(Saved data entries)
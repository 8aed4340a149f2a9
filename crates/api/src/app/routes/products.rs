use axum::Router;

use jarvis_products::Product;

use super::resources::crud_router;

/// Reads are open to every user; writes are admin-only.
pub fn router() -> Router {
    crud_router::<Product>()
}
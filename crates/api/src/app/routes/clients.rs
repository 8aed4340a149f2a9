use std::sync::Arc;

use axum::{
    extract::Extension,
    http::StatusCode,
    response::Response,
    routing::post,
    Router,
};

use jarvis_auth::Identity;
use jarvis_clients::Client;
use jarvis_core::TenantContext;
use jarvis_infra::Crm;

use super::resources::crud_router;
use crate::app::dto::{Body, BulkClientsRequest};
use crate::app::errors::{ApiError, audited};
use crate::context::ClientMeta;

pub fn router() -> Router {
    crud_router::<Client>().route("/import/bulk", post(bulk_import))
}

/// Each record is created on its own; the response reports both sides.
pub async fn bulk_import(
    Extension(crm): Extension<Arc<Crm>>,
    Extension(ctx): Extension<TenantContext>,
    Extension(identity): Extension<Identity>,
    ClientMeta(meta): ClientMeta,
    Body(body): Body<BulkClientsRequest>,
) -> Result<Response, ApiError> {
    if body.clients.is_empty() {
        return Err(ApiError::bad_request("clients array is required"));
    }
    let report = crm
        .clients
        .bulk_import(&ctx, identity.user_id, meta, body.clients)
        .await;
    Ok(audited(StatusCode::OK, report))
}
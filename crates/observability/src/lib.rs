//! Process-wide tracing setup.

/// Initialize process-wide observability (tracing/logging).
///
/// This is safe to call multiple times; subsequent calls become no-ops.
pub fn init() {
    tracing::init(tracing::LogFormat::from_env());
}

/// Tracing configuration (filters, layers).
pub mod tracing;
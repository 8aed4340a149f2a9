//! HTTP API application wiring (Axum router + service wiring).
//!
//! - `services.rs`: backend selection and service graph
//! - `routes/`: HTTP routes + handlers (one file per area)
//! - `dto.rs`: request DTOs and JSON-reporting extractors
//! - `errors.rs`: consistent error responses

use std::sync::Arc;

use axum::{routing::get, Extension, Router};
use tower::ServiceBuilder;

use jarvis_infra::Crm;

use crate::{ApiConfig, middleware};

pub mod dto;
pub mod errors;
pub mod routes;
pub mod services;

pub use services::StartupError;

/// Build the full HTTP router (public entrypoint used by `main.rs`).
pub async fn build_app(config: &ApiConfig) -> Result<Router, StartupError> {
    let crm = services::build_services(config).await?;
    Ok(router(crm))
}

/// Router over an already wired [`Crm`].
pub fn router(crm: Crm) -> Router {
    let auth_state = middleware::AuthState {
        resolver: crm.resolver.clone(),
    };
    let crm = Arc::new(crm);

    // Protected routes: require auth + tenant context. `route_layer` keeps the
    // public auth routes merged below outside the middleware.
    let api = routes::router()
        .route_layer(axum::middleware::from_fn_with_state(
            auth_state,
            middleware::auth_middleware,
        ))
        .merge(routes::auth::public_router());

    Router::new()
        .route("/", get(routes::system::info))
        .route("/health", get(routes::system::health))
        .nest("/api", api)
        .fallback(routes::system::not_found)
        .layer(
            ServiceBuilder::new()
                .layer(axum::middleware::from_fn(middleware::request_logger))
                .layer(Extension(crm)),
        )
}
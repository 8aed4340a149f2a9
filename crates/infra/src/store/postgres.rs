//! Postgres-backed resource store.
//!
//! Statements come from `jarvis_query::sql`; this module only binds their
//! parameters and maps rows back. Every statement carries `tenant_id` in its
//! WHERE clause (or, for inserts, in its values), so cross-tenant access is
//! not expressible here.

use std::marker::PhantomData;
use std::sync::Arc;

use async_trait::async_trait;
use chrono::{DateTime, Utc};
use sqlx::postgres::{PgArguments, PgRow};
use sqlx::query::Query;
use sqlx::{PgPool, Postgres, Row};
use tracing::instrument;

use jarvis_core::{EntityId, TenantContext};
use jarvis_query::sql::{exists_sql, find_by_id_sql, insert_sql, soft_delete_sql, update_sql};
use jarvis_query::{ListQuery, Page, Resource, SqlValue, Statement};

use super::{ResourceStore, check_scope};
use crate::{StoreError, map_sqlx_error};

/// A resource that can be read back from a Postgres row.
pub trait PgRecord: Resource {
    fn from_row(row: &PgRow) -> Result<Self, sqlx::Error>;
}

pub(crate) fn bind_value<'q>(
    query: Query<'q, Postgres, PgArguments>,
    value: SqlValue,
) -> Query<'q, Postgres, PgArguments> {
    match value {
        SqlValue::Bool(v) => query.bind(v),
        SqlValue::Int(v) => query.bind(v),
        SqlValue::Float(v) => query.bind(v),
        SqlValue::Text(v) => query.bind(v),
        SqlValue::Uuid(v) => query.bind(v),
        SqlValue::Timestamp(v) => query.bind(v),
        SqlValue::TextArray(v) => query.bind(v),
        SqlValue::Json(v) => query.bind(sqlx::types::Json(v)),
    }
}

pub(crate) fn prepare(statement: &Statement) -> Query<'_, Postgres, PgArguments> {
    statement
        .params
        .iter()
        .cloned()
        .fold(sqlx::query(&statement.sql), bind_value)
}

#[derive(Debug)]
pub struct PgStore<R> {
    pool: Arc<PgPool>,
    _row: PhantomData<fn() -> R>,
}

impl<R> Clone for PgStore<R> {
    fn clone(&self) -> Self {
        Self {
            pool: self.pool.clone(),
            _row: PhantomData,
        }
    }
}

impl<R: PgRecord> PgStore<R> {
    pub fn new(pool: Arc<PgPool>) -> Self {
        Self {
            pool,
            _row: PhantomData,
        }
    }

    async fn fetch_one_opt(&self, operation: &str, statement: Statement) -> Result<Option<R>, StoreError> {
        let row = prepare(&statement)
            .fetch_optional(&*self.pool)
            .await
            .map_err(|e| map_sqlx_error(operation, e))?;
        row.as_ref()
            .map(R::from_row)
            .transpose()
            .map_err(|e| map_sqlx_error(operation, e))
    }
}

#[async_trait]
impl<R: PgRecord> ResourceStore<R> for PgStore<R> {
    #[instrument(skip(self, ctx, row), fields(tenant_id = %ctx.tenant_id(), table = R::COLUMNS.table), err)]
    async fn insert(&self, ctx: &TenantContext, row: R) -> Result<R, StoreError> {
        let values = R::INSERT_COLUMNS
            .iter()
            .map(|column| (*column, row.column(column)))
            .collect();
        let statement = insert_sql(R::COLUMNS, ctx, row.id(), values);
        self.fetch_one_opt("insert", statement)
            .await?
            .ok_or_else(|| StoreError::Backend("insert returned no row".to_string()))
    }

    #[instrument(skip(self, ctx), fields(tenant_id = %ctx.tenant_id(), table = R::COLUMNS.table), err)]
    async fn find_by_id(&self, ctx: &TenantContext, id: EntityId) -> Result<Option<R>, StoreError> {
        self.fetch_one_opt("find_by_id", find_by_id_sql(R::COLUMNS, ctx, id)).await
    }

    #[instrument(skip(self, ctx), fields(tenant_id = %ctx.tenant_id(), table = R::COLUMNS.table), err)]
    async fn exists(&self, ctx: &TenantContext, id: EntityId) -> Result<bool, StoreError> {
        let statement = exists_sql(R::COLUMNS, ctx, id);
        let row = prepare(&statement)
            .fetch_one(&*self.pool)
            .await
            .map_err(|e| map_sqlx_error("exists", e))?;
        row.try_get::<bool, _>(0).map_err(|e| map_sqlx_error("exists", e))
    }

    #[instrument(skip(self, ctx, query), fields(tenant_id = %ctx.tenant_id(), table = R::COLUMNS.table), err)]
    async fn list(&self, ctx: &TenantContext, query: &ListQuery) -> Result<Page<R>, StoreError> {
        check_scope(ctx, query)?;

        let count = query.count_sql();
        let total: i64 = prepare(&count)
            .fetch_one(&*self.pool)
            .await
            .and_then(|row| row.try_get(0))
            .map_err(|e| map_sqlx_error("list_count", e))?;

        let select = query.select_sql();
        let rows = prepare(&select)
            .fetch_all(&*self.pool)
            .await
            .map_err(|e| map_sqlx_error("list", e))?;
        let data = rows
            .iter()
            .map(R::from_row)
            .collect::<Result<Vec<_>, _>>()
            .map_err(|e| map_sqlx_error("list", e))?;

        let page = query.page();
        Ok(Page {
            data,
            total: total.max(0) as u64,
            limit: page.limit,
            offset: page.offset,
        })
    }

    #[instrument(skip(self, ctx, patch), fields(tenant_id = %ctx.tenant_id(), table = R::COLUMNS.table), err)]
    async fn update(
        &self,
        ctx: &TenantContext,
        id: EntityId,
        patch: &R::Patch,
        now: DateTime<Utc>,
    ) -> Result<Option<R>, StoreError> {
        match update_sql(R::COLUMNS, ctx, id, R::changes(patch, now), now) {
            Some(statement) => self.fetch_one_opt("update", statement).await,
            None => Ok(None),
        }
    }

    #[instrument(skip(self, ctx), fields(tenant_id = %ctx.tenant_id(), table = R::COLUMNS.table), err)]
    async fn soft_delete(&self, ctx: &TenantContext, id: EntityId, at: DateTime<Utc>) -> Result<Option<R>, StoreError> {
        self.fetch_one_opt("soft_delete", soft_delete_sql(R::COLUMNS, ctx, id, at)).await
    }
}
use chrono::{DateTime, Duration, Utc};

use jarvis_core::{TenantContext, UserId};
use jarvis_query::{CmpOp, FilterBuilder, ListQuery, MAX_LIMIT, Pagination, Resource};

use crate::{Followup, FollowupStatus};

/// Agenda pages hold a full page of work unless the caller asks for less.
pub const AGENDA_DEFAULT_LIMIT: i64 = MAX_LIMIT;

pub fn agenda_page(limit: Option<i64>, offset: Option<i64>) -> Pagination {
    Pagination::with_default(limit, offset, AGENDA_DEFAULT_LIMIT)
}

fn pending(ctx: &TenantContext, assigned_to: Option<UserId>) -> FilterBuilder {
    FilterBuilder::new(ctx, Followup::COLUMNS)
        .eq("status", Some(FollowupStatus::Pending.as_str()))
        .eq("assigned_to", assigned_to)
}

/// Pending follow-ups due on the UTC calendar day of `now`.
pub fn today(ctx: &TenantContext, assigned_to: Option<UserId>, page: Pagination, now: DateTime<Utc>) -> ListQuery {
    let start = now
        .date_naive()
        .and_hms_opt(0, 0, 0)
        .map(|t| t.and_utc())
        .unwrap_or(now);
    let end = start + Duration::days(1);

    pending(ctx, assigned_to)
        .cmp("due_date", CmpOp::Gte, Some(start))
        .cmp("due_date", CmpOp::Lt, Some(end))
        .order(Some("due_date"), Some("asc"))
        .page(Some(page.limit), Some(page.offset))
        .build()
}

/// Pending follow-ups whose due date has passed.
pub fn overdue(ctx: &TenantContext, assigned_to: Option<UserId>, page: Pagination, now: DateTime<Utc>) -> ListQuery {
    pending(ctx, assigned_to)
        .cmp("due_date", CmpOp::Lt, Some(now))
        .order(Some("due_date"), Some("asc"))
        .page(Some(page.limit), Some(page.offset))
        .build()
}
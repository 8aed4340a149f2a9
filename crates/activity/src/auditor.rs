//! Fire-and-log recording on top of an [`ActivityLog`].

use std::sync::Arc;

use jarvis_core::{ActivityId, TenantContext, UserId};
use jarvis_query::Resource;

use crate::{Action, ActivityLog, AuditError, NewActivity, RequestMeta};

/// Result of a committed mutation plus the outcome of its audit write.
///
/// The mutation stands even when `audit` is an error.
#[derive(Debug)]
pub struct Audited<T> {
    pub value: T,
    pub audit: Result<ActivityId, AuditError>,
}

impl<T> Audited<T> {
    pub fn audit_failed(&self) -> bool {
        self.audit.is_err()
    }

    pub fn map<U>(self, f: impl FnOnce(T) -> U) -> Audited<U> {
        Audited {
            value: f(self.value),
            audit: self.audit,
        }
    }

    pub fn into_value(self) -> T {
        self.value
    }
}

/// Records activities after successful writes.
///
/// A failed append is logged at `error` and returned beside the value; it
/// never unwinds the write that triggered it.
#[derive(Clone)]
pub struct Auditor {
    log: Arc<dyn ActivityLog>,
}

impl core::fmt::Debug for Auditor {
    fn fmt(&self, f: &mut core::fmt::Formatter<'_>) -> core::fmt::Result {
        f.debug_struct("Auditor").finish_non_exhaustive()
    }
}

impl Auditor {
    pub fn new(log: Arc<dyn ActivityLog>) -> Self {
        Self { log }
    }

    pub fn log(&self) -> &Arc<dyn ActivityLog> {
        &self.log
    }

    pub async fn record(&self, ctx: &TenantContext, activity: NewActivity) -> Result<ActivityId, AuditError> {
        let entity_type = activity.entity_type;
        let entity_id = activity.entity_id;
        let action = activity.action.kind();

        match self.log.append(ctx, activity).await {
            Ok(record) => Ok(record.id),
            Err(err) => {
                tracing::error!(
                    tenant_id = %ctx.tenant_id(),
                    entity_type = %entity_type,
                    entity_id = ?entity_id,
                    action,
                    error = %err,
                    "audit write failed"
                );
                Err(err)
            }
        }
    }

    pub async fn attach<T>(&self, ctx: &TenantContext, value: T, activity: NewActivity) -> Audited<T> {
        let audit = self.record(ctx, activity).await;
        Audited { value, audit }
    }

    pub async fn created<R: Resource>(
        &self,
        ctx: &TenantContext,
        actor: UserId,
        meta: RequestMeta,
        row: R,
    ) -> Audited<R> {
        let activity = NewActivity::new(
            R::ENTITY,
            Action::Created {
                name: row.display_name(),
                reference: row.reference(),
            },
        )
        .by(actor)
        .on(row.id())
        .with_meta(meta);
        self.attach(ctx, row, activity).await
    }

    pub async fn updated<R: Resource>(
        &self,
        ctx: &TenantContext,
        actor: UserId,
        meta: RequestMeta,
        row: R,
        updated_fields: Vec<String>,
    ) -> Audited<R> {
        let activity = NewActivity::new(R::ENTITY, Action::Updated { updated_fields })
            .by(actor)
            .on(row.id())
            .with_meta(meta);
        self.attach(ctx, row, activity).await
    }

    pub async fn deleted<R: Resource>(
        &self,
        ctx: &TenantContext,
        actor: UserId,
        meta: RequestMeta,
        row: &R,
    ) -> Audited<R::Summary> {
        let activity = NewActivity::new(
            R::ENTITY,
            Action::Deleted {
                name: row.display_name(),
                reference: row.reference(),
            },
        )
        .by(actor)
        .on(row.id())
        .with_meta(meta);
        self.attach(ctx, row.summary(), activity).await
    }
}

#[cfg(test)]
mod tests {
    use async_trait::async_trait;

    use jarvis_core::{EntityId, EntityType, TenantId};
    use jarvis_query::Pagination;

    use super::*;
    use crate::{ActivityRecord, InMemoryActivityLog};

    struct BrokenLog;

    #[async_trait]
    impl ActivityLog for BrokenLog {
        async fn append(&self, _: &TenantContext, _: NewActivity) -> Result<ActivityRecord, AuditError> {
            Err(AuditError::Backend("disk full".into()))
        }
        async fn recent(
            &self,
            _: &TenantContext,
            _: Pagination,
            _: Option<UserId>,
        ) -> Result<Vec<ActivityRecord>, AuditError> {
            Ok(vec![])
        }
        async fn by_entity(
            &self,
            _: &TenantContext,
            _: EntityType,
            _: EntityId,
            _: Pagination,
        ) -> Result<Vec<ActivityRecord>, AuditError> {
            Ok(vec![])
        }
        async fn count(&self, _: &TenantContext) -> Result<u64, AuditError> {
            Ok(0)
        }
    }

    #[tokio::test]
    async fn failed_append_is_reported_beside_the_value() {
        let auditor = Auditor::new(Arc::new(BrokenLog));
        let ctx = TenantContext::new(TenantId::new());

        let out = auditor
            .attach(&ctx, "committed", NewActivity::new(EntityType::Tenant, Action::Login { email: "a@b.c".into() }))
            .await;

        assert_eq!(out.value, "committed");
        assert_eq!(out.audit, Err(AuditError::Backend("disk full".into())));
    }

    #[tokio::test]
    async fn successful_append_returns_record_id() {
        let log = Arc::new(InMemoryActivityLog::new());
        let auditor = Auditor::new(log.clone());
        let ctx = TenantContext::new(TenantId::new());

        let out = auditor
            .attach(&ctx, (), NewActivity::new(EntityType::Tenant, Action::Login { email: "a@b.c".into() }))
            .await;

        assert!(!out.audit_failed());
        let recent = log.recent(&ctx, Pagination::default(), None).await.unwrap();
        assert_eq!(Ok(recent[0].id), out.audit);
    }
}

• WHAT IS NEEDED: Copy each line from the data that features the string "BulkClientsRequest".

• ANSWER:
use crate::app::dto::{Body, BulkClientsRequest};
    Body(body): Body<BulkClientsRequest>,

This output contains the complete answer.